(Stored dataset items)
○ ○ ○ ○ ○ ○ ○

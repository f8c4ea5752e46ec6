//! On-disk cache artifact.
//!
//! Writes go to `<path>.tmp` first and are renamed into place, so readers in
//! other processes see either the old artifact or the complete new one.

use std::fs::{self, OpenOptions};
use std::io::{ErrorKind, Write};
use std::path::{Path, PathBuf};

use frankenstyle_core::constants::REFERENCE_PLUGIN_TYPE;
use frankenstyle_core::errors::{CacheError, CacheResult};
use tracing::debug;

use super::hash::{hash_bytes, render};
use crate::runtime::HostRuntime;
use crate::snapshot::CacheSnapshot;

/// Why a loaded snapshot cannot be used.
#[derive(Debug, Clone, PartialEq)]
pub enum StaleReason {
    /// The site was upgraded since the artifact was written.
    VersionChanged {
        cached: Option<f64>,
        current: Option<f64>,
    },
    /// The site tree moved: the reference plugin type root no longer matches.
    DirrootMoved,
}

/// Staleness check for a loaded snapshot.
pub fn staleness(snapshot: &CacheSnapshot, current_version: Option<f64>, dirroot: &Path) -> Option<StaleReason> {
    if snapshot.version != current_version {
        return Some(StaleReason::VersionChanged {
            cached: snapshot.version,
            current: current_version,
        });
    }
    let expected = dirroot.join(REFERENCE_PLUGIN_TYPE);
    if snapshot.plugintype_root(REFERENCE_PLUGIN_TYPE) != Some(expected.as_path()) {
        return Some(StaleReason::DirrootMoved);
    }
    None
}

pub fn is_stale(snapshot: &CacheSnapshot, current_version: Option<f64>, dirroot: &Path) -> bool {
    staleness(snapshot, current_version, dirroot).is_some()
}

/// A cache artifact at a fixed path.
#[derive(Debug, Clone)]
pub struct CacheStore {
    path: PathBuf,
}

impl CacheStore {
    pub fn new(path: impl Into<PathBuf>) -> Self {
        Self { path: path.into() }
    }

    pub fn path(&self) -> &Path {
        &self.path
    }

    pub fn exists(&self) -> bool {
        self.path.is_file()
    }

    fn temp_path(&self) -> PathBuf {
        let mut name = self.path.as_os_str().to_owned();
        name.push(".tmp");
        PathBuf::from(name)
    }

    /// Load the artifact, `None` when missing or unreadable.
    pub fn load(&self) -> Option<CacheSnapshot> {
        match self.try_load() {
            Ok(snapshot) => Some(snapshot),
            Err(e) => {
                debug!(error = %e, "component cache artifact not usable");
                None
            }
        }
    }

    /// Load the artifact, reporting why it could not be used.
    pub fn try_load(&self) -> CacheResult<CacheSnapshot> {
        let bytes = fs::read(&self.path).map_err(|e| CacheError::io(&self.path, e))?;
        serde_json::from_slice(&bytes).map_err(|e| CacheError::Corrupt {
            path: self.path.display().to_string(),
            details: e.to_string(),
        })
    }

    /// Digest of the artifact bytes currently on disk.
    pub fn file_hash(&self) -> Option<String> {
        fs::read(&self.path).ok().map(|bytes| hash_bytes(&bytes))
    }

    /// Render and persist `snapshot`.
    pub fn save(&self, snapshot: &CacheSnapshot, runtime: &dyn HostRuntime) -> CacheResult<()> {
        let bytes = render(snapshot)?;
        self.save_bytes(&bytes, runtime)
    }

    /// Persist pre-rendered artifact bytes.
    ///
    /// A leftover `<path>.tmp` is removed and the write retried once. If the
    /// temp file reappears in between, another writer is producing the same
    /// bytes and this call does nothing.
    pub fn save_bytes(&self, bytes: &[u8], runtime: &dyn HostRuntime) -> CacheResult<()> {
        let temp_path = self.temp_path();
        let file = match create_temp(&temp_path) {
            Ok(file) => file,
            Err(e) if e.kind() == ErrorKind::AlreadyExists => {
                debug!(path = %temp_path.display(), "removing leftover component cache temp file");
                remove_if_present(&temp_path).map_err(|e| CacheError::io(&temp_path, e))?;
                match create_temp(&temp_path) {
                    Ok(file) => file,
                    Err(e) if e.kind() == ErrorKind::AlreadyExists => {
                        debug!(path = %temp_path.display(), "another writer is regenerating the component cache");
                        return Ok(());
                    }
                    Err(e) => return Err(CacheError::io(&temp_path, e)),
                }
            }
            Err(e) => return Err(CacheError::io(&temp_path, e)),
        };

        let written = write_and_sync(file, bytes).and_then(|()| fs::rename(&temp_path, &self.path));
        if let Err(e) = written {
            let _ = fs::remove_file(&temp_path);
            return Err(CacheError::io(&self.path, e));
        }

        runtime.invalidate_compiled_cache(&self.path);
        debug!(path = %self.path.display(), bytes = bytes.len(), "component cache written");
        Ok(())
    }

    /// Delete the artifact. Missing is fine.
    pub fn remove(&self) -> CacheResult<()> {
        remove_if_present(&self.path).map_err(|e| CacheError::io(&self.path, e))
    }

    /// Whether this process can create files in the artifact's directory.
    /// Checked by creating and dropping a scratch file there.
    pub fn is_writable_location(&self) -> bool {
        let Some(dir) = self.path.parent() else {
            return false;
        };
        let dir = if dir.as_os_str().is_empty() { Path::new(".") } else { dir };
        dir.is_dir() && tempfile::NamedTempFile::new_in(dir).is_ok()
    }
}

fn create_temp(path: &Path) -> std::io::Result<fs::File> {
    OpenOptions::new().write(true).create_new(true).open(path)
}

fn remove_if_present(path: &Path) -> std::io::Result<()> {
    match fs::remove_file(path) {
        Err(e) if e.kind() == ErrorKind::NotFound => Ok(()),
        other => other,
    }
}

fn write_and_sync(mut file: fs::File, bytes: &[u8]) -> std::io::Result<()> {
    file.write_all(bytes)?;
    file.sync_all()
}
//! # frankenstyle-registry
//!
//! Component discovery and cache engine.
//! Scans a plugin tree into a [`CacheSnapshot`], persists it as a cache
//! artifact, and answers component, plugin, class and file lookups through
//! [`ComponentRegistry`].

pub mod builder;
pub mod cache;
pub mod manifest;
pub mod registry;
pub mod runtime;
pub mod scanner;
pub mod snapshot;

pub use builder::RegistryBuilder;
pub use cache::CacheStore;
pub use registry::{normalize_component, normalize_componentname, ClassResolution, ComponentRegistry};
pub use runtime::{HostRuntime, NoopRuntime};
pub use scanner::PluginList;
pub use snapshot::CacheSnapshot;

○ ○ ○ ○ ○ ○ ○

**About this task:** What number of lines in the records hold the word "leftover"? Reply with that number alone.

**Written answer:** 2